## Records shown:

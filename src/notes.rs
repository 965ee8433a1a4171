//! Note manager: CRUD plus substring search over the owner's notes.

use chrono::Utc;

use crate::constants::{USAGE_EDITNOTE, USAGE_NOTE};
use crate::db::Store;
use crate::error::{AppError, Result};
use crate::models::Note;

/// Create a note; `created_at == last_edited_at == now`
pub async fn create_note(
    store: &Store,
    owner_id: &str,
    title: &str,
    content: &str,
    category: Option<&str>,
) -> Result<Note> {
    if title.trim().is_empty() || content.trim().is_empty() {
        return Err(AppError::Validation(USAGE_NOTE.to_string()));
    }

    let note = store
        .insert_note(owner_id, title, content, category, Utc::now())
        .await?;

    tracing::info!("Note {} created for owner {}", note.id, owner_id);

    Ok(note)
}

/// Overwrite a note's title, content, and category, bumping `last_edited_at`.
///
/// A category not supplied on edit reverts to absent; edits are full
/// overwrites, not merges.
pub async fn edit_note(
    store: &Store,
    owner_id: &str,
    id: i64,
    title: &str,
    content: &str,
    category: Option<&str>,
) -> Result<Note> {
    if title.trim().is_empty() || content.trim().is_empty() {
        return Err(AppError::Validation(USAGE_EDITNOTE.to_string()));
    }

    let mut note = store
        .find_note(owner_id, id)
        .await?
        .ok_or(AppError::NotFound("Note"))?;

    note.title = title.to_string();
    note.content = content.to_string();
    note.category = category.map(str::to_string);
    note.last_edited_at = Utc::now();

    store.update_note(&note).await?;

    tracing::info!("Note {} edited for owner {}", note.id, owner_id);

    Ok(note)
}

/// The owner's notes, newest first
pub async fn list_notes(store: &Store, owner_id: &str) -> Result<Vec<Note>> {
    store.list_notes(owner_id).await
}

/// Notes whose title, content, or category contains `query` as a
/// case-sensitive substring. An empty result is not an error.
pub async fn search_notes(store: &Store, owner_id: &str, query: &str) -> Result<Vec<Note>> {
    store.search_notes(owner_id, query).await
}

/// Idempotent delete; returns the affected count (0 for an unknown id)
pub async fn delete_note(store: &Store, owner_id: &str, id: i64) -> Result<u64> {
    let affected = store.delete_note(owner_id, id).await?;

    if affected > 0 {
        tracing::info!("Note {} deleted for owner {}", id, owner_id);
    }

    Ok(affected)
}
use chrono::{DateTime, Utc};

use crate::error::Result;
use crate::models::Note;

use super::Store;

impl Store {
    /// Insert a new note and return it with its store-assigned id
    pub async fn insert_note(
        &self,
        owner_id: &str,
        title: &str,
        content: &str,
        category: Option<&str>,
        now: DateTime<Utc>,
    ) -> Result<Note> {
        let id = sqlx::query(
            "INSERT INTO notes (owner_id, title, content, category, created_at, last_edited_at)
             VALUES (?, ?, ?, ?, ?, ?)",
        )
        .bind(owner_id)
        .bind(title)
        .bind(content)
        .bind(category)
        .bind(now)
        .bind(now)
        .execute(self.pool()?)
        .await?
        .last_insert_rowid();

        Ok(Note {
            id,
            owner_id: owner_id.to_string(),
            title: title.to_string(),
            content: content.to_string(),
            category: category.map(str::to_string),
            created_at: now,
            last_edited_at: now,
        })
    }

    /// Overwrite the mutable fields of an existing note
    pub async fn update_note(&self, note: &Note) -> Result<()> {
        sqlx::query(
            "UPDATE notes SET title = ?, content = ?, category = ?, last_edited_at = ?
             WHERE id = ? AND owner_id = ?",
        )
        .bind(&note.title)
        .bind(&note.content)
        .bind(&note.category)
        .bind(note.last_edited_at)
        .bind(note.id)
        .bind(&note.owner_id)
        .execute(self.pool()?)
        .await?;

        Ok(())
    }

    /// Point lookup scoped to the owner
    pub async fn find_note(&self, owner_id: &str, id: i64) -> Result<Option<Note>> {
        let note = sqlx::query_as::<_, Note>("SELECT * FROM notes WHERE id = ? AND owner_id = ?")
            .bind(id)
            .bind(owner_id)
            .fetch_optional(self.pool()?)
            .await?;

        Ok(note)
    }

    /// All of the owner's notes, newest first
    pub async fn list_notes(&self, owner_id: &str) -> Result<Vec<Note>> {
        let notes =
            sqlx::query_as::<_, Note>("SELECT * FROM notes WHERE owner_id = ? ORDER BY created_at DESC")
                .bind(owner_id)
                .fetch_all(self.pool()?)
                .await?;

        Ok(notes)
    }

    /// Case-sensitive substring search across title, content, and category.
    ///
    /// Uses `instr` rather than `LIKE` because SQLite's `LIKE` is
    /// case-insensitive for ASCII.
    pub async fn search_notes(&self, owner_id: &str, query: &str) -> Result<Vec<Note>> {
        let notes = sqlx::query_as::<_, Note>(
            "SELECT * FROM notes
             WHERE owner_id = ?
               AND (instr(title, ?) > 0 OR instr(content, ?) > 0 OR instr(COALESCE(category, ''), ?) > 0)
             ORDER BY created_at DESC",
        )
        .bind(owner_id)
        .bind(query)
        .bind(query)
        .bind(query)
        .fetch_all(self.pool()?)
        .await?;

        Ok(notes)
    }

    /// Delete a note by id; returns the affected count (0 is not an error)
    pub async fn delete_note(&self, owner_id: &str, id: i64) -> Result<u64> {
        let affected = sqlx::query("DELETE FROM notes WHERE id = ? AND owner_id = ?")
            .bind(id)
            .bind(owner_id)
            .execute(self.pool()?)
            .await?
            .rows_affected();

        Ok(affected)
    }

    /// Delete every note owned by the user
    pub async fn delete_notes_for(&self, owner_id: &str) -> Result<u64> {
        let affected = sqlx::query("DELETE FROM notes WHERE owner_id = ?")
            .bind(owner_id)
            .execute(self.pool()?)
            .await?
            .rows_affected();

        Ok(affected)
    }

    pub async fn count_notes(&self, owner_id: &str) -> Result<i64> {
        let (count,) =
            sqlx::query_as::<_, (i64,)>("SELECT COUNT(*) FROM notes WHERE owner_id = ?")
                .bind(owner_id)
                .fetch_one(self.pool()?)
                .await?;

        Ok(count)
    }

    /// Per-category note counts, excluding notes with no category
    pub async fn notes_by_category(&self, owner_id: &str) -> Result<Vec<(String, i64)>> {
        let rows = sqlx::query_as::<_, (String, i64)>(
            "SELECT category, COUNT(*) FROM notes
             WHERE owner_id = ? AND category IS NOT NULL
             GROUP BY category
             ORDER BY category",
        )
        .bind(owner_id)
        .fetch_all(self.pool()?)
        .await?;

        Ok(rows)
    }
}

## Exercise prompt:
Starting with the line above that holds "store.search_notes(owner_id, query).await" and stopping with the line that holds "if affected >", reproduce each line exactly, omitting all other lines.

## Completed exercise:
    store.search_notes(owner_id, query).await
}

/// Idempotent delete; returns the affected count (0 for an unknown id)
pub async fn delete_note(store: &Store, owner_id: &str, id: i64) -> Result<u64> {
    let affected = store.delete_note(owner_id, id).await?;

    if affected > 0 {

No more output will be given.